Falta poco para el 24 de diciembre y Santa Claus sabe que pronto deberá asumir la personalidad de un gordo simpaticón y salir a repartir regalos a los niños y niñas del mundo. Pero los tiempos han cambiado y le cuesta admitir que el mundo ya no es un pañuelo como en tiempos en que los dioses se daban el lujo de romper todo tipo de records de atletismo. Hoy por hoy, se hace más difícil que nunca atender las necesidades de un planeta en franca expansión, menos incrédulo y definitivamente más pragmático.
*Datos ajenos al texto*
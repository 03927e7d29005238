// Errors surfaced to whoever drives the engine (transport layer, CLI)

use thiserror::Error;

#[derive(Debug, Error)]
pub enum ShuffleError {
    #[error("no listening session for this credential, load a playlist first")]
    NoSession,

    #[error("no active track")]
    NoActiveTrack,
}
use super::{ListeningFeature, LoadHook, SessionOptions, TransitionHook};
use crate::auth::SessionKey;
use crate::data::CollectiveDataStore;
use crate::music::TrackId;
use crate::session::{FeatureId, FeatureSession, Ledger, ListeningSession};
use std::collections::{HashMap, HashSet, VecDeque};
use tracing::{debug, error, warn};

pub const HISTORY_FEATURE_ID: FeatureId = "History";

/// Fraction of the playlist kept out of rotation by default.
pub const DEFAULT_HISTORY_PROPORTION: f64 = 0.15;

#[derive(Debug, Clone, Copy, PartialEq)]
pub enum Capacity {
    /// Fraction of the playlist length, rounded.
    Proportion(f64),
    /// Literal number of tracks.
    Fixed(usize),
}

impl Default for Capacity {
    fn default() -> Self {
        Capacity::Proportion(DEFAULT_HISTORY_PROPORTION)
    }
}

impl Capacity {
    /// Config encoding: below 1 is a fraction, anything else a track count.
    pub fn from_config(raw: f64) -> Self {
        if !raw.is_finite() || raw < 0.0 {
            warn!("Ignoring history capacity {}, using default", raw);
            return Capacity::default();
        }
        if raw < 1.0 {
            Capacity::Proportion(raw)
        } else {
            Capacity::Fixed(raw as usize)
        }
    }

    /// Always leaves at least one track selectable.
    pub fn resolve(self, track_count: usize) -> usize {
        let requested = match self {
            Capacity::Proportion(fraction) => (fraction * track_count as f64).round().max(0.0) as usize,
            Capacity::Fixed(count) => count,
        };
        requested.min(track_count.saturating_sub(1))
    }
}

/// FIFO of recently played tracks plus the probability each held before it was queued.
#[derive(Debug, Clone, Default)]
pub struct HistoryQueue {
    queue: VecDeque<TrackId>,
    set: HashSet<TrackId>,
    capacity: usize,
    stored_probabilities: HashMap<TrackId, f64>,
}

impl HistoryQueue {
    pub fn with_capacity(capacity: usize) -> Self {
        Self {
            queue: VecDeque::with_capacity(capacity),
            set: HashSet::with_capacity(capacity),
            capacity,
            stored_probabilities: HashMap::with_capacity(capacity),
        }
    }

    pub fn capacity(&self) -> usize {
        self.capacity
    }

    pub fn len(&self) -> usize {
        self.queue.len()
    }

    pub fn is_empty(&self) -> bool {
        self.queue.is_empty()
    }

    pub fn contains(&self, track_id: &TrackId) -> bool {
        self.set.contains(track_id)
    }

    /// Oldest first.
    pub fn iter(&self) -> impl Iterator<Item = &TrackId> {
        self.queue.iter()
    }

    pub fn stored_probability(&self, track_id: &TrackId) -> Option<f64> {
        self.stored_probabilities.get(track_id).copied()
    }

    fn pop_into(&mut self, ledger: &mut Ledger) {
        let Some(track_id) = self.queue.pop_front() else {
            warn!("Cannot pop from an empty history queue");
            return;
        };
        self.set.remove(&track_id);

        match self.stored_probabilities.remove(&track_id) {
            Some(value) => {
                ledger.set_value(&track_id, value);
                debug!("Released {} from history, restored {:.6}", track_id, value);
            }
            None => error!("History queue had no stored probability for {}", track_id),
        }
    }
}

/// Keeps recently played tracks at probability 0 until they age out of the queue.
#[derive(Debug, Clone, Default)]
pub struct HistoryFeature {
    capacity: Capacity,
}

impl HistoryFeature {
    pub fn new(capacity: Capacity) -> Self {
        Self { capacity }
    }

    /// Queue the current track, evicting the oldest entry when full.
    pub fn push(&self, session: &mut ListeningSession) {
        let Some(current) = session.current_track_id().cloned() else {
            debug!("No current track to push into history");
            return;
        };
        let Some(value) = session.ledger.value(&current) else {
            error!("Current track {} is missing from the ledger", current);
            return;
        };
        let Some(history) = history_queue(&mut session.feature_sessions, &session.key, "push") else {
            return;
        };

        if history.contains(&current) {
            warn!("{} is already in the history queue", current);
            return;
        }
        if history.capacity == 0 {
            return;
        }
        if history.len() >= history.capacity {
            history.pop_into(&mut session.ledger);
        }

        history.queue.push_back(current.clone());
        history.set.insert(current.clone());
        history.stored_probabilities.insert(current.clone(), value);
        session.ledger.set_value(&current, 0.0);
        debug!("Pushed {} into history ({}/{})", current, history.len(), history.capacity);
    }

    /// Release the oldest queued track back into rotation.
    pub fn pop(&self, session: &mut ListeningSession) {
        if let Some(history) = history_queue(&mut session.feature_sessions, &session.key, "pop") {
            history.pop_into(&mut session.ledger);
        }
    }

    // Feedback tiers may have lifted a queued track, put it back to 0.
    // The stored snapshot is left alone so release restores the pre-queue value.
    fn suppress_queued(&self, session: &mut ListeningSession) {
        let Some(history) = history_queue(&mut session.feature_sessions, &session.key, "suppress") else {
            return;
        };
        for track_id in &history.queue {
            if session.ledger.value(track_id).is_some_and(|value| value != 0.0) {
                session.ledger.set_value(track_id, 0.0);
            }
        }
    }
}

fn history_queue<'a>(
    feature_sessions: &'a mut HashMap<FeatureId, FeatureSession>,
    key: &SessionKey,
    operation: &str,
) -> Option<&'a mut HistoryQueue> {
    match feature_sessions.get_mut(HISTORY_FEATURE_ID) {
        Some(FeatureSession::History(history)) => Some(history),
        _ => {
            error!("Session {} has no history queue to {}", key, operation);
            None
        }
    }
}

impl LoadHook for HistoryFeature {
    fn load(&self, session: &mut ListeningSession, _store: &CollectiveDataStore, options: &SessionOptions) {
        let capacity = options
            .history_capacity
            .unwrap_or(self.capacity)
            .resolve(session.tracks().len());

        debug!("History capacity for session {}: {}", session.key, capacity);
        session
            .feature_sessions
            .insert(HISTORY_FEATURE_ID, FeatureSession::History(HistoryQueue::with_capacity(capacity)));
    }
}

impl TransitionHook for HistoryFeature {
    fn next(&self, session: &mut ListeningSession, _store: &CollectiveDataStore) {
        self.push(session);
    }

    fn enjoy(&self, session: &mut ListeningSession, _store: &CollectiveDataStore) {
        self.suppress_queued(session);
    }

    fn dislike(&self, session: &mut ListeningSession, _store: &CollectiveDataStore) {
        self.suppress_queued(session);
    }
}

impl ListeningFeature for HistoryFeature {
    fn id(&self) -> FeatureId {
        HISTORY_FEATURE_ID
    }
}
impl Adjustment {
    pub fn new<E, D>(enjoy: E, dislike: D) -> Self
    where
        E: Fn(&Track, f64) -> f64 + Send + Sync + 'static,
        D: Fn(&Track, f64) -> f64 + Send + Sync + 'static,
    {
        Self {
            enjoy: Arc::new(enjoy),
            dislike: Arc::new(dislike),
        }
    }

    /// Add `delta` on enjoy, take it away on dislike, never dropping below 0.
    pub fn step(delta: f64) -> Self {
        Self::new(
            move |_, probability| probability + delta.max(-probability),
            move |_, probability| probability + (-delta).max(-probability),
        )
    }

    fn for_feedback(&self, feedback: Feedback) -> &AdjustmentFn {
        match feedback {
            Feedback::Enjoy => &self.enjoy,
            Feedback::Dislike => &self.dislike,
        }
    }
}

/// One enjoy/dislike pair per tier.
#[derive(Clone)]
pub struct AdjustmentFactorSet {
    pub song: Adjustment,
    pub album: Adjustment,
    pub artist: Adjustment,
    pub similar_artist: Adjustment,
}

impl AdjustmentFactorSet {
    /// Same step on every tier.
    pub fn uniform(delta: f64) -> Self {
        let step = Adjustment::step(delta);
        Self {
            song: step.clone(),
            album: step.clone(),
            artist: step.clone(),
            similar_artist: step,
        }
    }

    pub fn tier(&self, tier: Tier) -> &Adjustment {
        match tier {
            Tier::Song => &self.song,
            Tier::Album => &self.album,
            Tier::Artist => &self.artist,
            Tier::SimilarArtist => &self.similar_artist,
        }
    }
}

impl fmt::Debug for AdjustmentFactorSet {
    fn fmt(&self, f: &mut fmt::Formatter<'_>) -> fmt::Result {
        f.debug_struct("AdjustmentFactorSet").finish_non_exhaustive()
    }
}

#[derive(Debug, Clone)]
pub struct SatisfactionSessionData {
    pub adjustments: AdjustmentFactorSet,
    pub album_tracks: HashMap<AlbumId, HashSet<TrackId>>,
    pub artist_tracks: HashMap<ArtistId, HashSet<TrackId>>,
}

impl SatisfactionSessionData {
    pub fn build(tracks: &[Track], adjustments: AdjustmentFactorSet) -> Self {
        let mut album_tracks: HashMap<AlbumId, HashSet<TrackId>> = HashMap::new();
        let mut artist_tracks: HashMap<ArtistId, HashSet<TrackId>> = HashMap::new();

        for track in tracks {
            album_tracks
                .entry(track.album.id.clone())
                .or_default()
                .insert(track.id.clone());
            for artist in &track.artists {
                artist_tracks
                    .entry(artist.id.clone())
                    .or_default()
                    .insert(track.id.clone());
            }
        }

        Self {
            adjustments,
            album_tracks,
            artist_tracks,
        }
    }

    fn same_album(&self, track: &Track) -> HashSet<TrackId> {
        self.album_tracks.get(&track.album.id).cloned().unwrap_or_default()
    }

    fn same_artist(&self, track: &Track) -> HashSet<TrackId> {
        self.tracks_by(track.artists.iter().map(|artist| &artist.id))
    }

    fn similar_artist(&self, track: &Track, store: &CollectiveDataStore) -> HashSet<TrackId> {
        let similar: HashSet<ArtistId> = track
            .artists
            .iter()
            .filter_map(|artist| store.similar_artists(&artist.id))
            .flatten()
            .collect();
        self.tracks_by(similar.iter())
    }

    fn tracks_by<'a>(&self, artists: impl Iterator<Item = &'a ArtistId>) -> HashSet<TrackId> {
        artists
            .filter_map(|artist_id| self.artist_tracks.get(artist_id))
            .flatten()
            .cloned()
            .collect()
    }
}

/// Make sure the store knows the similar artists of every given artist.
///
/// Artists with a non-empty cached set are skipped. A failed lookup is logged
/// and the remaining artists are still resolved. Returns how many lookups
/// succeeded.
pub async fn resolve_similar_artists(
    api: &dyn MusicApi,
    credential: &Credential,
    store: &CollectiveDataStore,
    artists: &[Artist],
) -> usize {
    let mut resolved = 0;

    for artist in artists {
        if store
            .similar_artists(&artist.id)
            .is_some_and(|similar| !similar.is_empty())
        {
            debug!("Similar artists for {} already cached", artist.id);
            continue;
        }

        match api.similar_artists(credential, &artist.id).await {
            Ok(similar) => {
                debug!("Resolved {} similar artists for {}", similar.len(), artist.id);
                store.merge_similar_artists(&artist.id, similar);
                resolved += 1;
            }
            Err(e) => warn!("Similar artist lookup for {} failed, continuing without it: {}", artist.id, e),
        }
    }

    resolved
}

#[derive(Debug, Clone, Default)]
pub struct SatisfactionFeature {
    adjustments: Option<AdjustmentFactorSet>,
}

impl SatisfactionFeature {
    pub fn new() -> Self {
        Self::default()
    }

    /// Every session gets these instead of the `±1/n` default.
    pub fn with_adjustments(adjustments: AdjustmentFactorSet) -> Self {
        Self {
            adjustments: Some(adjustments),
        }
    }

    fn propagate(&self, session: &mut ListeningSession, store: &CollectiveDataStore, feedback: Feedback) {
        let Some(current) = session.current_track().cloned() else {
            error!("Session {} has no current track to {:?}", session.key, feedback);
            return;
        };
        let data = match session.feature_sessions.get(SATISFACTION_FEATURE_ID) {
            Some(FeatureSession::Satisfaction(data)) => data,
            _ => {
                error!("Session {} has no satisfaction data to adjust", session.key);
                return;
            }
        };

        let tracks = session.playlist.tracks.as_deref().unwrap_or(&[]);
        for tier in Tier::ORDER {
            let targets = match tier {
                Tier::Song => HashSet::from([current.id.clone()]),
                Tier::Album => data.same_album(&current),
                Tier::Artist => data.same_artist(&current),
                Tier::SimilarArtist => data.similar_artist(&current, store),
            };
            let adjustment = data.adjustments.tier(tier).for_feedback(feedback);
            let adjusted = adjust(&mut session.ledger, tracks, &session.track_index, &targets, adjustment);
            debug!("{:?} {:?}: adjusted {} tracks", feedback, tier, adjusted);
        }
    }
}

fn adjust(
    ledger: &mut Ledger,
    tracks: &[Track],
    track_index: &HashMap<TrackId, usize>,
    targets: &HashSet<TrackId>,
    adjustment: &AdjustmentFn,
) -> usize {
    let mut adjusted = 0;

    for track_id in targets {
        let Some(track) = track_index.get(track_id).and_then(|&index| tracks.get(index)) else {
            continue;
        };
        let Some(probability) = ledger.value(track_id) else {
            continue;
        };

        let updated = adjustment(track, probability);
        if !updated.is_finite() {
            warn!("Adjustment produced {} for {}, leaving it at {}", updated, track_id, probability);
            continue;
        }
        if updated < 0.0 {
            warn!("Adjustment took {} below zero ({}), clamping", track_id, updated);
        }
        ledger.set_value(track_id, updated.max(0.0));
        adjusted += 1;
    }

    adjusted
}

impl LoadHook for SatisfactionFeature {
    fn load(&self, session: &mut ListeningSession, _store: &CollectiveDataStore, options: &SessionOptions) {
        let track_count = session.tracks().len();
        let equal_odds = if track_count > 0 { 1.0 / track_count as f64 } else { 0.0 };

        let adjustments = options
            .adjustments
            .clone()
            .or_else(|| self.adjustments.clone())
            .unwrap_or_else(|| AdjustmentFactorSet::uniform(equal_odds));

        let data = SatisfactionSessionData::build(session.tracks(), adjustments);
        debug!(
            "Satisfaction indexes for session {}: {} albums, {} artists",
            session.key,
            data.album_tracks.len(),
            data.artist_tracks.len()
        );
        session
            .feature_sessions
            .insert(SATISFACTION_FEATURE_ID, FeatureSession::Satisfaction(data));
    }
}

impl TransitionHook for SatisfactionFeature {
    fn enjoy(&self, session: &mut ListeningSession, store: &CollectiveDataStore) {
        self.propagate(session, store, Feedback::Enjoy);
    }

    fn dislike(&self, session: &mut ListeningSession, store: &CollectiveDataStore) {
        self.propagate(session, store, Feedback::Dislike);
    }
}
// Listening sessions - one per listener, holding the probability ledger
// The ledger's invariants (non-negative, sums to 1) are kept by the engine, not by these types

pub mod store;

pub use store::{SessionHandle, SessionStore};

use crate::auth::SessionKey;
use crate::features::history::HistoryQueue;
use crate::features::satisfaction::SatisfactionSessionData;
use crate::music::{Playlist, Track, TrackId};
use serde::{Deserialize, Serialize};
use std::collections::HashMap;

pub type FeatureId = &'static str;

#[derive(Debug, Clone, PartialEq, Serialize, Deserialize)]
pub struct ProbabilityEntry {
    pub label: String,
    pub value: f64,
}

/// Track id -> probability, iterated in insertion order so weighted draws are reproducible.
#[derive(Debug, Clone, Default)]
pub struct Ledger {
    entries: Vec<(TrackId, ProbabilityEntry)>,
    positions: HashMap<TrackId, usize>,
}

impl Ledger {
    pub fn new() -> Self {
        Self::default()
    }

    /// A repeated id keeps its original position and takes the new entry.
    pub fn insert(&mut self, track_id: TrackId, entry: ProbabilityEntry) {
        match self.positions.get(&track_id) {
            Some(&position) => self.entries[position].1 = entry,
            None => {
                self.positions.insert(track_id.clone(), self.entries.len());
                self.entries.push((track_id, entry));
            }
        }
    }

    pub fn entry(&self, track_id: &TrackId) -> Option<&ProbabilityEntry> {
        self.positions
            .get(track_id)
            .map(|&position| &self.entries[position].1)
    }

    pub fn value(&self, track_id: &TrackId) -> Option<f64> {
        self.entry(track_id).map(|entry| entry.value)
    }

    /// Returns false if the track is not in the ledger.
    pub fn set_value(&mut self, track_id: &TrackId, value: f64) -> bool {
        match self.positions.get(track_id) {
            Some(&position) => {
                self.entries[position].1.value = value;
                true
            }
            None => false,
        }
    }

    pub fn iter(&self) -> impl Iterator<Item = (&TrackId, &ProbabilityEntry)> {
        self.entries.iter().map(|(id, entry)| (id, entry))
    }

    pub fn values_mut(&mut self) -> impl Iterator<Item = &mut f64> {
        self.entries.iter_mut().map(|(_, entry)| &mut entry.value)
    }

    pub fn total(&self) -> f64 {
        self.entries.iter().map(|(_, entry)| entry.value).sum()
    }

    pub fn len(&self) -> usize {
        self.entries.len()
    }

    pub fn is_empty(&self) -> bool {
        self.entries.is_empty()
    }
}

/// The ledger as handed to callers for display.
#[derive(Debug, Clone, PartialEq, Serialize, Deserialize)]
pub struct Distribution {
    pub data: Vec<ProbabilityEntry>,
}

impl Distribution {
    pub fn total(&self) -> f64 {
        self.data.iter().map(|entry| entry.value).sum()
    }
}

impl From<&Ledger> for Distribution {
    fn from(ledger: &Ledger) -> Self {
        Self {
            data: ledger.iter().map(|(_, entry)| entry.clone()).collect(),
        }
    }
}

/// Per-feature private state. Only the owning feature looks inside.
#[derive(Debug, Clone)]
pub enum FeatureSession {
    History(HistoryQueue),
    Satisfaction(SatisfactionSessionData),
}

#[derive(Debug)]
pub struct ListeningSession {
    pub key: SessionKey,
    pub playlist: Playlist,
    pub ledger: Ledger,
    pub track_index: HashMap<TrackId, usize>,
    pub feature_sessions: HashMap<FeatureId, FeatureSession>,
    current_track: Option<TrackId>,
}

impl ListeningSession {
    /// Equal odds for every track. An unloaded playlist gets an empty ledger.
    pub fn new(key: SessionKey, playlist: Playlist) -> Self {
        let mut ledger = Ledger::new();
        let mut track_index = HashMap::new();

        if let Some(tracks) = &playlist.tracks {
            let equal_odds = if tracks.is_empty() { 0.0 } else { 1.0 / tracks.len() as f64 };
            for (index, track) in tracks.iter().enumerate() {
                ledger.insert(
                    track.id.clone(),
                    ProbabilityEntry {
                        label: track.display_label(),
                        value: equal_odds,
                    },
                );
                track_index.insert(track.id.clone(), index);
            }
        }

        Self {
            key,
            playlist,
            ledger,
            track_index,
            feature_sessions: HashMap::new(),
            current_track: None,
        }
    }

    pub fn tracks(&self) -> &[Track] {
        self.playlist.tracks.as_deref().unwrap_or(&[])
    }

    pub fn track(&self, track_id: &TrackId) -> Option<&Track> {
        self.track_index
            .get(track_id)
            .and_then(|&index| self.tracks().get(index))
    }

    pub fn current_track_id(&self) -> Option<&TrackId> {
        self.current_track.as_ref()
    }

    pub fn current_track(&self) -> Option<&Track> {
        self.current_track.as_ref().and_then(|id| self.track(id))
    }

    /// Only the selection step moves the current track.
    pub(crate) fn set_current_track(&mut self, track_id: Option<TrackId>) {
        self.current_track = track_id;
    }

    pub fn distribution(&self) -> Distribution {
        Distribution::from(&self.ledger)
    }
}


#[cfg(test)]
mod tests {
    use super::test_support::*;
    use super::*;

    #[test]
    fn test_equal_odds() {
        let session = session(numbered_playlist(4));
        assert_eq!(session.ledger.len(), 4);
        for (_, entry) in session.ledger.iter() {
            assert_eq!(entry.value, 0.25);
        }
        assert!((session.ledger.total() - 1.0).abs() < 1e-12);
    }

    #[test]
    fn test_empty_playlist_has_nothing_selectable() {
        let session = session(playlist(Vec::new()));
        assert!(session.ledger.is_empty());
        assert_eq!(session.ledger.total(), 0.0);
    }

    #[test]
    fn test_unloaded_playlist_has_empty_ledger() {
        let mut unloaded = numbered_playlist(3);
        unloaded.tracks = None;
        let session = session(unloaded);
        assert!(session.ledger.is_empty());
        assert!(session.track_index.is_empty());
    }

    #[test]
    fn test_ledger_keeps_insertion_order() {
        let session = session(numbered_playlist(5));
        let order: Vec<_> = session.ledger.iter().map(|(id, _)| id.as_str().to_string()).collect();
        assert_eq!(order, vec!["t0", "t1", "t2", "t3", "t4"]);
    }

    #[test]
    fn test_track_lookup_by_id() {
        let session = session(numbered_playlist(3));
        let track = session.track(&TrackId::new("t2")).unwrap();
        assert_eq!(track.album.id.as_str(), "al2");
        assert!(session.track(&TrackId::new("missing")).is_none());
    }

    #[test]
    fn test_distribution_labels() {
        let session = session(playlist(vec![track("x", "al", &["a", "b"])]));
        let distribution = session.distribution();
        assert_eq!(distribution.data[0].label, "'Track x' by Artist a, Artist b");
        assert_eq!(distribution.data[0].value, 1.0);
    }

    #[test]
    fn test_set_value_unknown_track() {
        let mut session = session(numbered_playlist(2));
        assert!(!session.ledger.set_value(&TrackId::new("nope"), 0.3));
        assert!(session.ledger.set_value(&TrackId::new("t1"), 0.3));
        assert_eq!(session.ledger.value(&TrackId::new("t1")), Some(0.3));
    }
}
Que un gordo vestido de colorado y cargando una bolsa entre y salga por la chimenea de una casa cualquiera sin pedir permiso es un verdadero desatino en los tiempos que nos tocan vivir. Que tenga que ser el mismo dueño de la casa quien instigue a la familia para que se vaya a dormir facilitándole la tarea al intruso sin considerar que éste pudiera aprovechar la situación para llevarse un televisor o las joyas de la abuela, constituye de por sí sólo un despropósito inconcebible. Fenómeno curioso si los hay en tiempos en los que por doquier aumentan los recaudos para impedir el acceso de extraños al hogar. Pero la sociedad moderna aún está dispuesta a realizar concesiones, a convalidar su fe en lo improbable, a soñar. A él, a Papá Noel, el buen hombre de barbas blancas, le dejamos la chimenea abierta y algunas golosinas para que él continúe estimulando el crecimiento de su ya voluminoso abdomen sin preocuparnos demasiado por nuestra seguridad, por los electrodomésticos, o por sus triglicéridos.

Pero, como veníamos anunciando, los días previos al 24 de diciembre, Noel saca cuentas de las posibilidades reales con las que cuenta buscando una solución al dilema que se le presentaba: “¿la empresa a su cargo es posible?"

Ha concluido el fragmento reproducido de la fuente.